Description: Apache Spark is an open source processing engine for large-scale data analysis. It has been adopted by a wide range of industries, such as Facebook, Hotels.com, Cisco, Microsoft and Netflix, etc. and has been deployed at massive scale, e.g. processing data in multiple petabytes on clusters of over 8,000 nodes. Spark analytics platform unifies data science and engineering across the machine-learning lifecycle from data preparation, to experimentation and deployment of machine-learning applications. This course will provide an overview of Spark and parallelizing machine-learning algorithms at a conceptual level. While limiting time spend on machine-learning theory and the internal workings of Spark, we will focus on using Spark to explore large datasets, develop machine-learning pipelines, and use the algorithms available in the Spark MLlib DataFrames API. We will work through examples to show you how to apply Spark to iterate faster and develop models on datasets.
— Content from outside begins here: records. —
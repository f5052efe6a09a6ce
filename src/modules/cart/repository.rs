use chrono::NaiveDateTime;
use serde::Serialize;
use sqlx::{PgConnection, PgExecutor};
use ulid::Ulid;

#[derive(Serialize, Clone, Debug, sqlx::FromRow)]
pub struct Cart {
    pub id: String,
    pub customer_id: String,
    pub restaurant_id: Option<String>,
    pub created_at: NaiveDateTime,
    pub updated_at: Option<NaiveDateTime>,
}

#[derive(Serialize, Clone, Debug, sqlx::FromRow)]
pub struct CartItem {
    pub id: String,
    pub cart_id: String,
    pub product_id: Option<String>,
    pub combo_id: Option<String>,
    pub quantity: i32,
    pub addon_ids: Vec<String>,
    pub note: Option<String>,
    pub created_at: NaiveDateTime,
    pub updated_at: Option<NaiveDateTime>,
}

#[derive(Debug)]
pub enum Error {
    UnexpectedError,
}

type Result<T> = std::result::Result<T, Error>;

/// Returns the customer's cart, creating it on first use. The row stays locked
/// until the surrounding transaction ends.
pub async fn upsert_by_customer_id<'e, E: PgExecutor<'e>>(e: E, customer_id: String) -> Result<Cart> {
    sqlx::query_as::<_, Cart>(
        "
        INSERT INTO carts (id, customer_id)
        VALUES ($1, $2)
        ON CONFLICT (customer_id) DO UPDATE SET customer_id = EXCLUDED.customer_id
        RETURNING *
        ",
    )
    .bind(Ulid::new().to_string())
    .bind(customer_id.clone())
    .fetch_one(e)
    .await
    .map_err(|err| {
        tracing::error!(
            "Error occurred while fetching cart of customer {}: {}",
            customer_id,
            err
        );
        Error::UnexpectedError
    })
}

pub async fn find_by_customer_id<'e, E: PgExecutor<'e>>(
    e: E,
    customer_id: String,
) -> Result<Option<Cart>> {
    sqlx::query_as::<_, Cart>("SELECT * FROM carts WHERE customer_id = $1")
        .bind(customer_id.clone())
        .fetch_optional(e)
        .await
        .map_err(|err| {
            tracing::error!(
                "Error occurred while fetching cart of customer {}: {}",
                customer_id,
                err
            );
            Error::UnexpectedError
        })
}

/// Locks the cart until the surrounding transaction ends, so one cart is checked out once.
pub async fn find_by_customer_id_for_update(
    conn: &mut PgConnection,
    customer_id: String,
) -> Result<Option<Cart>> {
    sqlx::query_as::<_, Cart>("SELECT * FROM carts WHERE customer_id = $1 FOR UPDATE")
        .bind(customer_id.clone())
        .fetch_optional(conn)
        .await
        .map_err(|err| {
            tracing::error!(
                "Error occurred while locking cart of customer {}: {}",
                customer_id,
                err
            );
            Error::UnexpectedError
        })
}

pub async fn find_items_by_cart_id<'e, E: PgExecutor<'e>>(
    e: E,
    cart_id: String,
) -> Result<Vec<CartItem>> {
    sqlx::query_as::<_, CartItem>(
        "SELECT * FROM cart_items WHERE cart_id = $1 ORDER BY created_at ASC",
    )
    .bind(cart_id.clone())
    .fetch_all(e)
    .await
    .map_err(|err| {
        tracing::error!(
            "Error occurred while fetching items of cart {}: {}",
            cart_id,
            err
        );
        Error::UnexpectedError
    })
}

pub async fn set_restaurant<'e, E: PgExecutor<'e>>(
    e: E,
    id: String,
    restaurant_id: Option<String>,
) -> Result<()> {
    sqlx::query("UPDATE carts SET restaurant_id = $1, updated_at = NOW() WHERE id = $2")
        .bind(restaurant_id)
        .bind(id.clone())
        .execute(e)
        .await
        .map(|_| ())
        .map_err(|err| {
            tracing::error!(
                "Error occurred while setting restaurant of cart {}: {}",
                id,
                err
            );
            Error::UnexpectedError
        })
}

/// The line holding the same product or combo with exactly the same (sorted) addons.
pub async fn find_matching_item<'e, E: PgExecutor<'e>>(
    e: E,
    cart_id: String,
    product_id: Option<String>,
    combo_id: Option<String>,
    addon_ids: Vec<String>,
) -> Result<Option<CartItem>> {
    sqlx::query_as::<_, CartItem>(
        "
        SELECT * FROM cart_items
        WHERE
            cart_id = $1
            AND product_id IS NOT DISTINCT FROM $2
            AND combo_id IS NOT DISTINCT FROM $3
            AND addon_ids = $4
        ",
    )
    .bind(cart_id.clone())
    .bind(product_id)
    .bind(combo_id)
    .bind(addon_ids)
    .fetch_optional(e)
    .await
    .map_err(|err| {
        tracing::error!(
            "Error occurred while matching an item in cart {}: {}",
            cart_id,
            err
        );
        Error::UnexpectedError
    })
}

pub struct CreateCartItemPayload {
    pub cart_id: String,
    pub product_id: Option<String>,
    pub combo_id: Option<String>,
    pub quantity: i32,
    pub addon_ids: Vec<String>,
    pub note: Option<String>,
}

pub async fn create_item<'e, E: PgExecutor<'e>>(
    e: E,
    payload: CreateCartItemPayload,
) -> Result<CartItem> {
    sqlx::query_as::<_, CartItem>(
        "
        INSERT INTO cart_items (
            id,
            cart_id,
            product_id,
            combo_id,
            quantity,
            addon_ids,
            note
        )
        VALUES ($1, $2, $3, $4, $5, $6, $7)
        RETURNING *
        ",
    )
    .bind(Ulid::new().to_string())
    .bind(payload.cart_id.clone())
    .bind(payload.product_id)
    .bind(payload.combo_id)
    .bind(payload.quantity)
    .bind(payload.addon_ids)
    .bind(payload.note)
    .fetch_one(e)
    .await
    .map_err(|err| {
        tracing::error!(
            "Error occurred while adding an item to cart {}: {}",
            payload.cart_id,
            err
        );
        Error::UnexpectedError
    })
}

pub async fn update_item<'e, E: PgExecutor<'e>>(
    e: E,
    id: String,
    quantity: i32,
    note: Option<String>,
) -> Result<CartItem> {
    sqlx::query_as::<_, CartItem>(
        "
        UPDATE cart_items SET
            quantity = $1,
            note = COALESCE($2, note),
            updated_at = NOW()
        WHERE
            id = $3
        RETURNING *
        ",
    )
    .bind(quantity)
    .bind(note)
    .bind(id.clone())
    .fetch_one(e)
    .await
    .map_err(|err| {
        tracing::error!("Error occurred while updating cart item {}: {}", id, err);
        Error::UnexpectedError
    })
}

pub async fn delete_item<'e, E: PgExecutor<'e>>(e: E, id: String, cart_id: String) -> Result<bool> {
    sqlx::query("DELETE FROM cart_items WHERE id = $1 AND cart_id = $2")
        .bind(id.clone())
        .bind(cart_id)
        .execute(e)
        .await
        .map(|result| result.rows_affected() > 0)
        .map_err(|err| {
            tracing::error!("Error occurred while removing cart item {}: {}", id, err);
            Error::UnexpectedError
        })
}

pub async fn count_items<'e, E: PgExecutor<'e>>(e: E, cart_id: String) -> Result<i64> {
    sqlx::query_scalar::<_, i64>("SELECT COUNT(*) FROM cart_items WHERE cart_id = $1")
        .bind(cart_id.clone())
        .fetch_one(e)
        .await
        .map_err(|err| {
            tracing::error!(
                "Error occurred while counting items of cart {}: {}",
                cart_id,
                err
            );
            Error::UnexpectedError
        })
}

/// Empties the cart and releases its restaurant.
pub async fn clear(conn: &mut PgConnection, id: String) -> Result<()> {
    sqlx::query("DELETE FROM cart_items WHERE cart_id = $1")
        .bind(id.clone())
        .execute(&mut *conn)
        .await
        .map_err(|err| {
            tracing::error!("Error occurred while clearing cart {}: {}", id, err);
            Error::UnexpectedError
        })?;

    set_restaurant(&mut *conn, id, None).await
}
These building blocks will enable you to use Spark with related documentation to solve a variety of data-analysis and machine-learning tasks. We will also learn how to work and run your Spark jobs on Canada’s national HPC resources, e.g. Graham on SHARCNET. Though Spark supports applications in Java, Scala, Python, R or SQL, the examples and demos in this course will be provided in Python.

Instructor: Jinhui Qin, SHARCNET, Western University

Prerequisites: Some programming experience in Python, a background in statistics and machine-learning would be helpful.